Talk:History of the Treaty establishing a Constitution for Europe
False "split-off"
[edit]This annoys me. First of all, okay, I disagree with this splitting off from its beginning: *if* the European Constitution ends up getting ratified, then it'd be the time to put all the ratification in a "history" section. Not when the ratifications is the actual event currently taking place. And as for the main disputes during the drafting phase that you also relocated here: Ugh. These were debated strongly during the drafting phase, being important, significant issues, as opposed to the vague unsubstantiated and mostyl trivial criticisms that are now left in prominence to feature in the European Constitution article.
But anyway, those may be just matters of opinion. The most important issue is this: You claimed to be splitting off part of the European Constitution article, when in reality you were deleting, deleting, deleting information. I can see tons of information that you removed when you claimed to be merely "splitting off" the article. The number of eligible voters. Opinion polls in relation to the Netherlandic information.
Annoying. Ugly. And a narrow victory for the Hollande camp? A 59% victory is not a narrow victory. It means atleast 18% margin of victory. That's huge by many referenda margins.
The "future ratifications" are also not a part of the History of the European Constitution. It's also bad practice to have the same information put in triple, both here and in the European Constitution article.
Once I have the time, I will try to find and restore the information you erased. I will not restore it NOT here, since we're talking about the future and not the history of the European Constitution -- I will put it back in the individual articles about the referenda of each country.
But next time you remove information, please be very clear and specific that you are doing so.
Aris Katsaris 16:53, Feb 28, 2005 (UTC)
- Which information is this I am supposed to have deleted? Certainly if I have deleted anything useful it wasn't intentional. The whole point of splitting this article off was to avoid information having to be deleted because the main article was getting so long. On top of that, I actually intended to look at previous versions of the article in order to be absolutely sure that nothing had been removed before, since now articles have been created on each referendum there is much more room for detail.

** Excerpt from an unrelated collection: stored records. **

//! `Group`: a namespace of compiled templates and dictionaries, loaded
//! from one of four source shapes: a single group file, a directory of
//! `.st`/`.stg` files, a "raw" directory of bodies with no header syntax,
//! or an in-memory string.
//!
//! Loading is lazy: construction only touches the filesystem enough to
//! fail fast on an unreadable path; parsing and compilation happen on
//! first [`Group::resolve`].

use std::any::Any;
use std::cell::RefCell;
use std::path::{Path, PathBuf};
use std::rc::Rc;

use indexmap::IndexMap;
use st_bytecode::{CompiledST, RegionDefType};
use st_compiler::{compile_template_def, parse_group_file, Def, DictKey, DictValue, GroupFile, TemplateDef};
use st_core::{ErrorKind, ErrorManager, Listener, QuietListener};

use crate::adaptor::AdaptorRegistry;
use crate::dictionary::{DictEntry, Dictionary};
use crate::error::Error;
use crate::renderer::{AttributeRenderer, RendererRegistry};
use crate::template::ST;
use crate::value::Value;

enum GroupSource {
    File { path: PathBuf, text: String },
    Dir { root: PathBuf, raw: bool },
    Str { text: String },
}

enum TemplateEntry {
    Compiled(Rc<CompiledST>),
    NotFound,
}

struct GroupInner {
    source: GroupSource,
    delim_start: char,
    delim_stop: char,
    templates: IndexMap<String, TemplateEntry>,
    dictionaries: IndexMap<String, Dictionary>,
    imports: Vec<Group>,
    renderers: RendererRegistry,
    adaptors: AdaptorRegistry,
    loaded: bool,
    errors: ErrorManager<Box<dyn Listener>>,
}

/// A namespace of compiled templates, dictionaries, and the registries
/// (`ModelAdaptor`, `AttributeRenderer`) that govern how attribute values
/// render inside it. Cheap to clone: every clone is a pointer copy
/// sharing one `RefCell`-guarded namespace, so groups can be passed
/// around by reference.
#[derive(Clone)]
pub struct Group(Rc<RefCell<GroupInner>>);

- Bear in mind also that a lot of your criticisms, which appear to be aimed at me as the creator of this article, are actually shared by me. For example the duplication of information that's resulted from the big table that's appeared on the main page, with links to pointless articles about parliamentary ratifications that will never be written. It would be good if you could read what I have said on Talk:Treaty establishing a Constitution for Europe
and User talk:Randywombatabout all this.
- The main article is being edited several times a day, particularly by anons, and people are adding new material, some of which may be valid and some of which isn't. We need to have some idea about how we intend to structure of our coverage of this topic so that we can deal with the rate of edits and expansion. If you're not happy with the name of this article that's fair enough, but I'd hope you'd agree that the main article on the constitution should focus on what's in it more than anything else, and some of the detailed information in, for example, the article on the Spanish referendum, does not belong in the main article.
- Anything I have deleted has only been done after careful consideration, such as if poll results someone had put in appeared to be completely contradicted by poll data I've found and everything the analysts are saying. I certainly don't accept that splitting the article was in any way an excuse to delete anything whatsoever, when the whole point was to allow more detailed coverage of this important topic. Please be a bit more careful when making wild accusations.
- All relevant discussion now at Talk:Treaty establishing a Constitution for Europe, hence the crossing out above. Also one thing I would like to say about the naming of this article is that (fairly obviously considering ratification is ongoing) I didn't mean history in the narrow sense of "events in the past", I meant history in the sense of the story, or the narrative, or the chronology, of the Cosntitution. As I said somewhere else I consider it important to distinguish between writing about the treaty as a timeless document in an effort to explain what it says, and writing about the ongoing 'news story' of its adoption (or not as may yet be the case). Clearly if consensus is that the title is misleading I'll accept that it should be moved. What I don't accept (and I still can't imagine why you thought I had a hidden agenda to do this) is that I set out to delete useful information from the article.